Muitos dizem que conquistar pela seleção perdeu importância ao longo dos anos, para se avaliar a grandeza de um jogador. Há quem diga que ganhar uma Champions vale mais do que uma conquista grande com a seleção. Não concordo nem um pouco com isso.

Jogar bem pela seleção sempre valeu e valerá muito para carimbar a carreira de um grande jogador como alguém inesquecível, idolatrado, amado por seu povo e seus torcedores.

É real que a maioria avassaladora dos melhores jogadores vão parar em grandes times europeus. São times montados pela estratégia dos treinadores, regados a um volume absurdo de capital. Talvez estes times ganhem de longe dos investimentos e rentabilidade das seleções e não precisam ficar à mercê do acaso geográfico de onde nascem os gênios.

Messi, ainda menino, foi levado para o Barcelona e aproveitou muito bem a estrutura que lhe foi propiciada. Mal saiu de lá. Isto pode ter sido ótimo para seu futebol, mas será que foi bom para seu desenvolvimento psicológico?

Não estamos imaginando que o Barcelona é o paraíso na Terra ou que não houve momentos difíceis na vida de Messi.
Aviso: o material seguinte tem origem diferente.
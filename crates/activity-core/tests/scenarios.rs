use std::time::Duration;

use activity_core::dom::MediaEventKind;
use activity_core::monitor::FetchRequest;
use activity_core::{
    ActivityConfig, ActivityEvent, ActivityEventKind, ElementSpec, HostEvent, MediaIdentity, Pipeline, SessionState,
    VideoMetadataResponse,
};
use chrono::Utc;
use serde_json::json;
use tokio::time::Instant;

/// Drives a [`Pipeline`] on a virtual clock and collects everything it emits.
struct Page {
    pipeline: Pipeline,
    now: Instant,
    events: Vec<ActivityEvent>,
    fetches: Vec<FetchRequest>,
}

impl Page {
    fn new(path: &str) -> Self {
        let t0 = Instant::now();
        let mut page = Self {
            pipeline: Pipeline::new(&ActivityConfig::default()).unwrap(),
            now: t0,
            events: Vec::new(),
            fetches: Vec::new(),
        };
        page.apply(HostEvent::navigate(path));
        page.apply(HostEvent::append("body", ElementSpec::new("div").with_id("appMountPoint")));
        let out = page.pipeline.start(t0).unwrap();
        page.events.extend(out.events);
        page.fetches.extend(out.fetches);
        page
    }

    fn apply(&mut self, event: HostEvent) {
        let out = self.pipeline.apply(event, self.now).unwrap();
        self.events.extend(out.events);
        self.fetches.extend(out.fetches);
    }

    /// Move the clock forward, firing every deadline on the way.
    fn advance(&mut self, by: Duration) {
        let target = self.now + by;
        while let Some(deadline) = self.pipeline.next_deadline().filter(|d| *d <= target) {
            self.now = deadline.max(self.now);
            let out = self.pipeline.poll(self.now).unwrap();
            self.events.extend(out.events);
            self.fetches.extend(out.fetches);
        }
        self.now = target;
    }

    fn media(&mut self, event: MediaEventKind, current_time: Option<f64>, duration: Option<f64>, ready_state: Option<u8>) {
        self.apply(HostEvent::Media {
            selector: "video".into(),
            event,
            current_time,
            duration,
            ready_state,
        });
    }

    fn play(&mut self, from_secs: u32, to_secs: u32) {
        for t in from_secs..=to_secs {
            self.advance(Duration::from_secs(1));
            self.apply(HostEvent::time_update("video", f64::from(t)));
        }
    }

    fn kinds(&self) -> Vec<ActivityEventKind> {
        self.events.iter().map(|e| e.kind).collect()
    }

    fn count(&self, kind: ActivityEventKind) -> usize {
        self.events.iter().filter(|e| e.kind == kind).count()
    }

    fn drain(&mut self) -> Vec<ActivityEventKind> {
        let kinds = self.kinds();
        self.events.clear();
        kinds
    }
}

fn player_tree(title: &str, subtitle: Option<&str>) -> ElementSpec {
    let mut info = ElementSpec::new("div")
        .with_class("video-title")
        .with_child(ElementSpec::new("h4").with_text(title));
    if let Some(subtitle) = subtitle {
        info = info.with_child(ElementSpec::new("div").with_child(ElementSpec::new("span").with_text(subtitle)));
    }
    let video = ElementSpec::new("div")
        .with_class("VideoContainer")
        .with_child(ElementSpec::new("div").with_child(ElementSpec::new("video")));
    let player = ElementSpec::new("div")
        .with_class("nfp")
        .with_child(video)
        .with_child(ElementSpec::new("div").with_class("controls").with_child(info));
    ElementSpec::new("div")
        .with_class("sizing-wrapper")
        .with_child(ElementSpec::new("div").with_class("AkiraPlayer").with_child(player))
}

fn breaking_bad_metadata() -> VideoMetadataResponse {
    serde_json::from_value(json!({
        "video": {
            "type": "show",
            "id": 70143836,
            "title": "Breaking Bad",
            "seasons": [{
                "id": 70157088,
                "seq": 1,
                "year": 2008,
                "episodes": [{ "id": 70196252, "seq": 1, "title": "Pilot", "runtime": 3480 }]
            }]
        }
    }))
    .unwrap()
}

#[test]
fn episode_session_end_to_end() {
    let mut page = Page::new("/watch/70136120");
    page.apply(HostEvent::append("#appMountPoint", player_tree("Breaking Bad", Some("S1:E1"))));
    assert!(page.events.is_empty(), "identity is debounced");

    page.advance(Duration::from_secs(5));
    page.media(MediaEventKind::LoadedMetadata, None, Some(2820.0), Some(4));
    assert_eq!(page.fetches.len(), 1);
    assert_eq!(page.fetches[0].external_id, 70136120);

    page.play(1, 5);
    let key = page.pipeline.monitor().session().unwrap().key;
    assert!(page
        .pipeline
        .metadata_fetched(key, Ok(breaking_bad_metadata()), Utc::now()));

    page.media(MediaEventKind::Ended, None, None, None);

    assert_eq!(
        page.kinds(),
        vec![
            ActivityEventKind::Created,
            ActivityEventKind::Opened,
            ActivityEventKind::Loaded,
            ActivityEventKind::Started,
            ActivityEventKind::Progress,
            ActivityEventKind::Progress,
            ActivityEventKind::Progress,
            ActivityEventKind::Progress,
            ActivityEventKind::Progress,
            ActivityEventKind::Stopped,
            ActivityEventKind::Ended,
        ]
    );

    let created = &page.events[0];
    let item = created.item.as_ref().unwrap();
    assert_eq!(item.identity, MediaIdentity::episode("Breaking Bad", 1, 1));
    assert_eq!(item.source_id(), 70136120);

    let progress: Vec<u64> = page
        .events
        .iter()
        .filter(|e| e.kind == ActivityEventKind::Progress)
        .filter_map(|e| e.time_ms)
        .collect();
    assert_eq!(progress, vec![1_000, 2_000, 3_000, 4_000, 5_000]);
    assert!(progress.windows(2).all(|w| w[0] <= w[1]));

    let ended = page.events.last().unwrap();
    assert_eq!(ended.state, SessionState::Ended);
    let ended_item = ended.item.as_ref().unwrap();
    assert_eq!(ended_item.title.as_deref(), Some("Pilot"));
    assert_eq!(ended_item.keys.metadata_id, Some(70196252));
    assert_eq!(ended_item.season.as_ref().and_then(|s| s.show.year), Some(2008));

    page.advance(Duration::from_secs(30));
    page.apply(HostEvent::remove(".VideoContainer"));
    assert_eq!(page.count(ActivityEventKind::Ended), 1);
    assert_eq!(page.count(ActivityEventKind::Created), 1);
    assert_eq!(page.events.last().map(|e| e.kind), Some(ActivityEventKind::Closed));
}

#[test]
fn navigation_between_videos_rebinds_player() {
    let mut page = Page::new("/watch/111");
    page.apply(HostEvent::append("#appMountPoint", player_tree("Dark", Some("S1:E1"))));
    page.advance(Duration::from_secs(5));
    page.media(MediaEventKind::LoadedMetadata, None, Some(3000.0), Some(4));
    page.play(1, 2);
    let first_key = page.pipeline.monitor().session().unwrap().key;
    page.drain();

    page.apply(HostEvent::navigate("/watch/222"));
    page.apply(HostEvent::set_text("span", "S1:E2"));
    page.apply(HostEvent::append(".AkiraPlayer", ElementSpec::new("div").with_class("overlay")));

    let kinds = page.drain();
    assert_eq!(kinds, vec![ActivityEventKind::Closed, ActivityEventKind::Ended]);
    assert_eq!(page.pipeline.monitor().external_id(), Some(222));
    let video = activity_core::host::find(page.pipeline.document(), "video").unwrap();
    assert_eq!(page.pipeline.document().listener_count(video), 0);

    page.advance(Duration::from_secs(5));
    assert_eq!(
        page.kinds(),
        vec![ActivityEventKind::Created, ActivityEventKind::Opened, ActivityEventKind::Loaded]
    );
    assert_eq!(page.pipeline.document().listener_count(video), 7);
    let session = page.pipeline.monitor().session().unwrap();
    assert_ne!(session.key, first_key);
    assert_eq!(session.item.source_id(), 222);
    assert_eq!(session.item.identity, MediaIdentity::episode("Dark", 1, 2));
}

#[test]
fn navigation_detected_on_media_change_drops_stale_open() {
    let mut page = Page::new("/watch/111");
    page.apply(HostEvent::append("#appMountPoint", player_tree("Arrival", None)));
    page.advance(Duration::from_secs(5));
    page.play(1, 1);
    page.drain();

    // Only text changes: the application observer does not see the route change yet.
    page.apply(HostEvent::navigate("/watch/222"));
    page.apply(HostEvent::set_text("h4", "Dune"));
    assert!(page.events.is_empty());

    page.advance(Duration::from_secs(5));
    assert_eq!(page.drain(), vec![ActivityEventKind::Closed, ActivityEventKind::Ended]);
    assert!(page.pipeline.monitor().session().is_none());

    page.advance(Duration::from_secs(5));
    assert_eq!(page.drain(), vec![ActivityEventKind::Created, ActivityEventKind::Opened]);
    let session = page.pipeline.monitor().session().unwrap();
    assert_eq!(session.item.source_id(), 222);
    assert_eq!(session.item.identity, MediaIdentity::movie("Dune"));
}

#[test]
fn paused_video_is_reported_after_grace_window() {
    let mut page = Page::new("/watch/80014749");
    page.apply(HostEvent::append("#appMountPoint", player_tree("Arrival", None)));
    page.advance(Duration::from_secs(5));
    page.media(MediaEventKind::LoadedMetadata, None, Some(6960.0), Some(4));
    page.play(1, 3);
    page.drain();

    page.media(MediaEventKind::Pause, None, None, None);
    page.advance(Duration::from_secs(7));
    assert!(page.events.is_empty());
    page.advance(Duration::from_secs(1));
    assert_eq!(page.drain(), vec![ActivityEventKind::Paused]);
    assert_eq!(page.pipeline.monitor().state(), SessionState::Paused);

    page.media(MediaEventKind::Playing, None, None, None);
    assert_eq!(page.drain(), vec![ActivityEventKind::Started]);
}

#[test]
fn frozen_playhead_becomes_single_pause() {
    let mut page = Page::new("/watch/80014749");
    page.apply(HostEvent::append("#appMountPoint", player_tree("Arrival", None)));
    page.advance(Duration::from_secs(5));
    page.media(MediaEventKind::LoadedMetadata, None, Some(6960.0), Some(4));
    page.play(1, 3);
    page.drain();

    for _ in 0..10 {
        page.advance(Duration::from_secs(1));
        page.apply(HostEvent::time_update("video", 3.0));
    }
    assert_eq!(page.drain(), vec![ActivityEventKind::Paused]);

    page.advance(Duration::from_secs(1));
    page.apply(HostEvent::time_update("video", 4.0));
    assert_eq!(page.drain(), vec![ActivityEventKind::Started, ActivityEventKind::Progress]);
}

#[test]
fn seek_is_reported_with_new_position() {
    let mut page = Page::new("/watch/80014749");
    page.apply(HostEvent::append("#appMountPoint", player_tree("Arrival", None)));
    page.advance(Duration::from_secs(5));
    page.media(MediaEventKind::LoadedMetadata, None, Some(6960.0), Some(4));
    page.play(1, 2);
    page.drain();

    page.media(MediaEventKind::Seeked, Some(600.0), None, None);
    page.advance(Duration::from_secs(1));
    page.apply(HostEvent::time_update("video", 601.0));
    let events: Vec<_> = page.events.iter().map(|e| (e.kind, e.time_ms)).collect();
    assert_eq!(
        events,
        vec![
            (ActivityEventKind::Seeked, Some(600_000)),
            (ActivityEventKind::Progress, Some(601_000)),
        ]
    );
}

#[test]
fn unparseable_subtitle_opens_nothing() {
    let mut page = Page::new("/watch/1");
    page.apply(HostEvent::append("#appMountPoint", player_tree("Arrival", Some("Trailer"))));
    page.advance(Duration::from_secs(10));
    page.media(MediaEventKind::LoadedMetadata, None, Some(120.0), Some(4));
    page.play(1, 2);
    assert!(page.events.is_empty());
    assert_eq!(page.pipeline.monitor().state(), SessionState::Idle);
}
La Pulga é um exemplo de atleta que se supera, não se deslumbra com a fama e mantém seu comportamento low profile ao longo dos anos.

No entanto, a estrutura do Barcelona foi tão acolhedora quando necessário, que qualquer um preferiria jogar lá do que ter que “dar jeito” na seleção Argentina, que como uma confederação sul-americana não tem uma administração planejada e de calmarias.

Lionel deu sinal, ao longo dos anos, que jogar pela Argentina não é tão prazeroso para ele.

As questões são: Messi precisaria ser mais cascudo para conseguir jogar a mesma bola que joga no Barça para elevar a Argentina onde todos esperam?

E mais importante: é possível disputar o título de maior de todos depois do tempo implacável bater o martelo que Lionel nunca terá um grande título por seu país?